Muluken tiene hoy 24 años. Malvive con su hermana y sus sobrinos en los suburbios de Addis Abeba, Etiopía. Se frota las manos y mordisquea sus uñas sin parar. Arrastra la pierna izquierda como legado de una rotura de cadera, luce ocho dientes postizos, y más de 40 puntos de sutura en todo su cuerpo, recuerdos de su estancia en Líbano. Vive en las afueras de la capital etíope en una casa con techo de latón compuesta por un cuarto que comparte con otras cuatro personas. Dispone de un solo vestido roído por el uso, rojo con estampados negros. No concilia el sueño e intenta olvidar los dos años que pasó en Fanar, una región cristiana a 10 km al noreste de Beirut. En noviembre de 2009, Muluken cayó desde el balcón de un cuarto piso. Empujada por su patrona, su madame libanesa, asegura.

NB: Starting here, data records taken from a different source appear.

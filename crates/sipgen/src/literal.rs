/// Value of a C integer literal: decimal, `0x` hex, `0b` binary or leading-zero
/// octal, with any `u`/`l` suffix ignored.
pub fn parse_integer_literal(text: &str) -> Option<i64> {
    let text = text.trim().trim_end_matches(['u', 'U', 'l', 'L']);
    if text.is_empty() {
        return None;
    }
    let (digits, radix) = if let Some(hex) = text.strip_prefix("0x").or_else(|| text.strip_prefix("0X")) {
        (hex, 16)
    } else if let Some(binary) = text.strip_prefix("0b").or_else(|| text.strip_prefix("0B")) {
        (binary, 2)
    } else if text.len() > 1 && text.starts_with('0') {
        (&text[1..], 8)
    } else {
        (text, 10)
    };
    if digits.is_empty() || !digits.chars().all(|c| c.is_digit(radix)) {
        return None;
    }
    i64::from_str_radix(digits, radix).ok()
}

/// True for text that [`parse_integer_literal`] reads without any leftover.
pub fn is_integer_literal(text: &str) -> bool {
    parse_integer_literal(text).is_some()
}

Kafala, un sistema patronal

Desde los 70, y con el boom económico que confirió el auge de los ingresos del petróleo en Oriente Medio, disponer de una empleada del hogar interna, incluso en las familias más pobres, se ha convertido en práctica habitual. La inmensa mayoría de los Trabajadores Domésticos Migrantes (TDM) -un 60% son mujeres- en Oriente Medio se concentran en Arabia Saudí (1.500.000), Catar (90.000), Kuwait (246.100), Emiratos Árabes Unidos (255.000), Jordania (70.000) y Líbano (270.000). Cifras que solo contabilizan la migración legal. Hasta la fecha, ningún país de Oriente Medio ha ratificado la convención de TD de la Organización Internacional del Trabajo (OIT). Numerosos países como Nepal, Filipinas o Etiopía han prohibido a sus ciudadanas viajar a aquellos países que, como Líbano no respetan unos derechos mínimos. Aun así y de forma paradójica, estas medidas aumentan el flujo ilegal de las TDM.

Los organismos internacionales y ONG que trabajan para mejorar la protección legal de estas mujeres denuncian esta práctica de kafala como piedra angular de un sistema que las convierte en casi esclavas. Al supeditar legalmente la trabajadora doméstica bajo la responsabilidad de un patrón o patrona, los derechos de éstas se diluyen y quedan a merced de la voluntad individual. Nada más aterrizar, tres cuartas partes de las TDM ven su pasaporte confiscado. Desde su aterrizaje, la empleada del hogar se ve impedida de toda posibilidad de movimiento dentro o fuera del país, quedando a merced de la madame.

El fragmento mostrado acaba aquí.